# [WHAT TO WORK ON]
In the entries below, go to the line containing "crate_, bodies.get(crate_).unwrap(), EPS)[0];" and repeat it along with every later line, exactly.

===== PROVIDED RECORDS

//! Vertex-penetration contacts between two rigid bodies and their
//! mass-weighted resolution.
//!
//! A contact is produced for every vertex of one body that violates a
//! polygon of the other:
//! - a vertex inside a solid polygon it must stay out of, or
//! - a vertex outside a space polygon it must stay in.
//!
//! The target point is the closest point on the violated boundary, so
//! moving the vertex there resolves that one violation. Contacts are
//! generated in both directions without deduplication.

use crate::error::Result;
use crate::resolver::BodySet;
use crate::rigid_body::RigidBody;
use crate::types::BodyId;
use glam::Vec2;

#[derive(Clone, Copy, Debug, PartialEq)]
pub struct Contact {
    /// Owner of the penetrating vertex.
    pub a: BodyId,
    /// Owner of the violated boundary.
    pub b: BodyId,
    pub penetration: Vec2,
    pub target: Vec2,
    pub epsilon: f32,
    pub resolved: bool,
}

impl Contact {
    /// Distance the penetrating vertex has to travel.
    pub fn depth(&self) -> f32 {
        self.penetration.distance(self.target)
    }

    pub fn correction(&self) -> Vec2 {
        self.target - self.penetration
    }
}

/// Collects the contacts between `body_a` and `body_b` in both directions:
/// first `a`'s vertices against `b`'s polygons, then the reverse.
///
/// Spaces never contribute penetrating vertices. Vertices closer than
/// `epsilon` to the boundary they are tested against are skipped.
///
/// ### Parameters
/// - `a`, `b` - Ids recorded in the produced contacts.
/// - `body_a`, `body_b` - The two bodies, in world space.
/// - `epsilon` - Boundary tolerance, also copied into each contact.
///
/// ### Returns
/// Every violation found, in vertex order.
pub fn get_contacts(
    a: BodyId,
    body_a: &RigidBody,
    b: BodyId,
    body_b: &RigidBody,
    epsilon: f32,
) -> Vec<Contact> {
    let mut out = Vec::new();
    vertex_contacts(a, body_a, b, body_b, epsilon, &mut out);
    vertex_contacts(b, body_b, a, body_a, epsilon, &mut out);
    out
}

fn vertex_contacts(
    pen_id: BodyId,
    pen: &RigidBody,
    tgt_id: BodyId,
    tgt: &RigidBody,
    epsilon: f32,
    out: &mut Vec<Contact>,
) {
    if pen.is_space {
        return;
    }
    let targets = tgt.body.world_polygons();
    for poly in pen.body.world_polygons() {
        for &vertex in poly.points() {
            for boundary in &targets {
                let target = boundary.closest_boundary_point(vertex);
                if target.distance(vertex) < epsilon {
                    continue;
                }
                // Solids must not hold the vertex, spaces must.
                if boundary.winds_around(vertex) == tgt.is_space {
                    continue;
                }
                out.push(Contact {
                    a: pen_id,
                    b: tgt_id,
                    penetration: vertex,
                    target,
                    epsilon,
                    resolved: false,
                });
            }
        }
    }
}

/// Share of the correction carried by each side, `(a, b)`.
///
/// Two weightless bodies split evenly, an infinite side never moves, and
/// otherwise the lighter body moves proportionally more. Both sides
/// infinite is not a valid input; [`resolve`] handles it before calling.
pub fn split(mass_a: f32, mass_b: f32) -> (f32, f32) {
    if mass_a == 0.0 && mass_b == 0.0 {
        (0.5, 0.5)
    } else if mass_a.is_infinite() {
        (0.0, 1.0)
    } else if mass_b.is_infinite() {
        (1.0, 0.0)
    } else {
        let total = mass_a + mass_b;
        (mass_b / total, mass_a / total)
    }
}

/// Separates the two bodies of `contact` and marks it resolved.
///
/// Each moving side travels its share of the correction plus `epsilon`
/// along the correction direction, so the vertex ends strictly past the
/// boundary. A contact between two immovable bodies is marked resolved
/// without moving anything.
///
/// ### Errors
/// [`crate::Error::UnknownBody`] if either id is missing from `bodies`.
pub fn resolve(contact: &mut Contact, bodies: &mut BodySet) -> Result<()> {
    let mass_a = bodies.get(contact.a)?.effective_mass();
    let mass_b = bodies.get(contact.b)?.effective_mass();
    contact.resolved = true;
    if mass_a.is_infinite() && mass_b.is_infinite() {
        return Ok(());
    }

    let (share_a, share_b) = split(mass_a, mass_b);
    let correction = contact.correction();
    let overshoot = correction.normalize_or_zero() * contact.epsilon;
    if share_a > 0.0 {
        bodies
            .get_mut(contact.a)?
            .body
            .translate_world(correction * share_a + overshoot);
    }
    if share_b > 0.0 {
        bodies
            .get_mut(contact.b)?
            .body
            .translate_world(-(correction * share_b + overshoot));
    }
    Ok(())
}

#[cfg(test)]
mod tests {
    use super::*;
    use crate::collision::CollisionBody;
    use crate::error::Error;
    use crate::geometry::Polygon;

    const EPS: f32 = 1e-3;

    fn rect(min: Vec2, max: Vec2) -> CollisionBody {
        CollisionBody::new(vec![Polygon::rect(min, max)], EPS).unwrap()
    }

    fn origin_of(bodies: &BodySet, id: BodyId) -> Vec2 {
        bodies.get(id).unwrap().body.world_polygons()[0].points()[0]
    }

    #[test]
    fn solid_contacts_are_generated_in_both_directions() {
        // Corner-to-corner overlap: one vertex of each lies in the other.
        let a = RigidBody::solid(rect(Vec2::ZERO, Vec2::ONE), 1.0).unwrap();
        let b = RigidBody::solid(rect(Vec2::splat(0.8), Vec2::splat(1.8)), 1.0).unwrap();
        let contacts = get_contacts(0, &a, 1, &b, EPS);
        assert_eq!(contacts.len(), 2);
        assert_eq!((contacts[0].a, contacts[0].b), (0, 1));
        assert_eq!(contacts[0].penetration, Vec2::ONE);
        assert_eq!((contacts[1].a, contacts[1].b), (1, 0));
        assert_eq!(contacts[1].penetration, Vec2::splat(0.8));
        assert!((contacts[1].depth() - 0.2).abs() < 1e-5);
    }

    #[test]
    fn space_contacts_flag_vertices_outside_and_spaces_never_penetrate() {
        let site = RigidBody::space(rect(Vec2::ZERO, Vec2::splat(10.0)));
        let poking = RigidBody::solid(rect(Vec2::new(9.0, 4.0), Vec2::new(11.0, 6.0)), 1.0).unwrap();
        let contacts = get_contacts(0, &site, 1, &poking, EPS);
        assert_eq!(contacts.len(), 2);
        for c in &contacts {
            assert_eq!((c.a, c.b), (1, 0));
            assert_eq!(c.penetration.x, 11.0);
            assert!((c.target.x - 10.0).abs() < 1e-6);
        }
    }

    #[test]
    fn vertices_within_epsilon_of_boundary_are_skipped() {
        let a = RigidBody::solid(rect(Vec2::ZERO, Vec2::ONE), 1.0).unwrap();
        let touching = RigidBody::solid(rect(Vec2::new(1.0, 0.0), Vec2::new(2.0, 1.0)), 1.0).unwrap();
        assert!(get_contacts(0, &a, 1, &touching, EPS).is_empty());
    }

    #[test]
    fn split_follows_mass_rules() {
        assert_eq!(split(0.0, 0.0), (0.5, 0.5));
        assert_eq!(split(f32::INFINITY, 3.0), (0.0, 1.0));
        assert_eq!(split(3.0, f32::INFINITY), (1.0, 0.0));
        assert_eq!(split(1.0, 3.0), (0.75, 0.25));
        assert_eq!(split(0.0, 2.0), (1.0, 0.0));
    }

    #[test]
    fn resolve_never_moves_two_immovable_bodies() {
        let mut bodies = BodySet::new();
        let a = bodies.add(RigidBody::static_solid(rect(Vec2::ZERO, Vec2::ONE)));
        let b = bodies.add(RigidBody::space(rect(Vec2::splat(0.5), Vec2::splat(3.0))));
        let mut contact = get_contacts(a, bodies.get(a).unwrap(), b, bodies.get(b).unwrap(), EPS)[0];
        resolve(&mut contact, &mut bodies).unwrap();
        assert!(contact.resolved);
        assert_eq!(origin_of(&bodies, a), Vec2::ZERO);
        assert_eq!(origin_of(&bodies, b), Vec2::splat(0.5));
    }

    #[test]
    fn resolve_moves_only_the_movable_side_past_the_boundary() {
        let mut bodies = BodySet::new();
        let wall = bodies.add(RigidBody::static_solid(rect(Vec2::ZERO, Vec2::ONE)));
        let crate_ = bodies.add(
            RigidBody::solid(rect(Vec2::new(0.9, 0.25), Vec2::new(1.9, 0.75)), 4.0).unwrap(),
        );
        let mut contact = get_contacts(wall, bodies.get(wall).unwrap(), crate_, bodies.get(crate_).unwrap(), EPS)[0];
        assert_eq!(contact.a, crate_);
        resolve(&mut contact, &mut bodies).unwrap();
        assert_eq!(origin_of(&bodies, wall), Vec2::ZERO);
        let moved = origin_of(&bodies, crate_);
        assert!((moved.x - (1.0 + EPS)).abs() < 1e-5);
        assert!((moved.y - 0.25).abs() < 1e-6);
    }

    #[test]
    fn resolve_splits_weightless_bodies_evenly() {
        let mut bodies = BodySet::new();
        let a = bodies.add(RigidBody::solid(rect(Vec2::ZERO, Vec2::ONE), 0.0).unwrap());
        let b = bodies.add(
            RigidBody::solid(rect(Vec2::new(0.9, 0.25), Vec2::new(1.9, 0.75)), 0.0).unwrap(),
        );
        let mut contact = get_contacts(a, bodies.get(a).unwrap(), b, bodies.get(b).unwrap(), EPS)[0];
        resolve(&mut contact, &mut bodies).unwrap();
        assert!((origin_of(&bodies, a).x + 0.05 + EPS).abs() < 1e-5);
        assert!((origin_of(&bodies, b).x - (0.95 + EPS)).abs() < 1e-5);
    }

    #[test]
    fn resolve_rejects_unknown_bodies() {
        let mut bodies = BodySet::new();
        let mut contact = Contact {
            a: 0,
            b: 1,
            penetration: Vec2::ZERO,
            target: Vec2::ONE,
            epsilon: EPS,
            resolved: false,
        };
        assert_eq!(resolve(&mut contact, &mut bodies), Err(Error::UnknownBody(0)));
        assert!(!contact.resolved);
    }
}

==========

# [EXERCISE ANSWER]
        let mut contact = get_contacts(wall, bodies.get(wall).unwrap(), crate_, bodies.get(crate_).unwrap(), EPS)[0];
        assert_eq!(contact.a, crate_);
        resolve(&mut contact, &mut bodies).unwrap();
        assert_eq!(origin_of(&bodies, wall), Vec2::ZERO);
        let moved = origin_of(&bodies, crate_);
        assert!((moved.x - (1.0 + EPS)).abs() < 1e-5);
        assert!((moved.y - 0.25).abs() < 1e-6);
    }

    #[test]
    fn resolve_splits_weightless_bodies_evenly() {
        let mut bodies = BodySet::new();
        let a = bodies.add(RigidBody::solid(rect(Vec2::ZERO, Vec2::ONE), 0.0).unwrap());
        let b = bodies.add(
            RigidBody::solid(rect(Vec2::new(0.9, 0.25), Vec2::new(1.9, 0.75)), 0.0).unwrap(),
        );
        let mut contact = get_contacts(a, bodies.get(a).unwrap(), b, bodies.get(b).unwrap(), EPS)[0];
        resolve(&mut contact, &mut bodies).unwrap();
        assert!((origin_of(&bodies, a).x + 0.05 + EPS).abs() < 1e-5);
        assert!((origin_of(&bodies, b).x - (0.95 + EPS)).abs() < 1e-5);
    }

    #[test]
    fn resolve_rejects_unknown_bodies() {
        let mut bodies = BodySet::new();
        let mut contact = Contact {
            a: 0,
            b: 1,
            penetration: Vec2::ZERO,
            target: Vec2::ONE,
            epsilon: EPS,
            resolved: false,
        };
        assert_eq!(resolve(&mut contact, &mut bodies), Err(Error::UnknownBody(0)));
        assert!(!contact.resolved);
    }
}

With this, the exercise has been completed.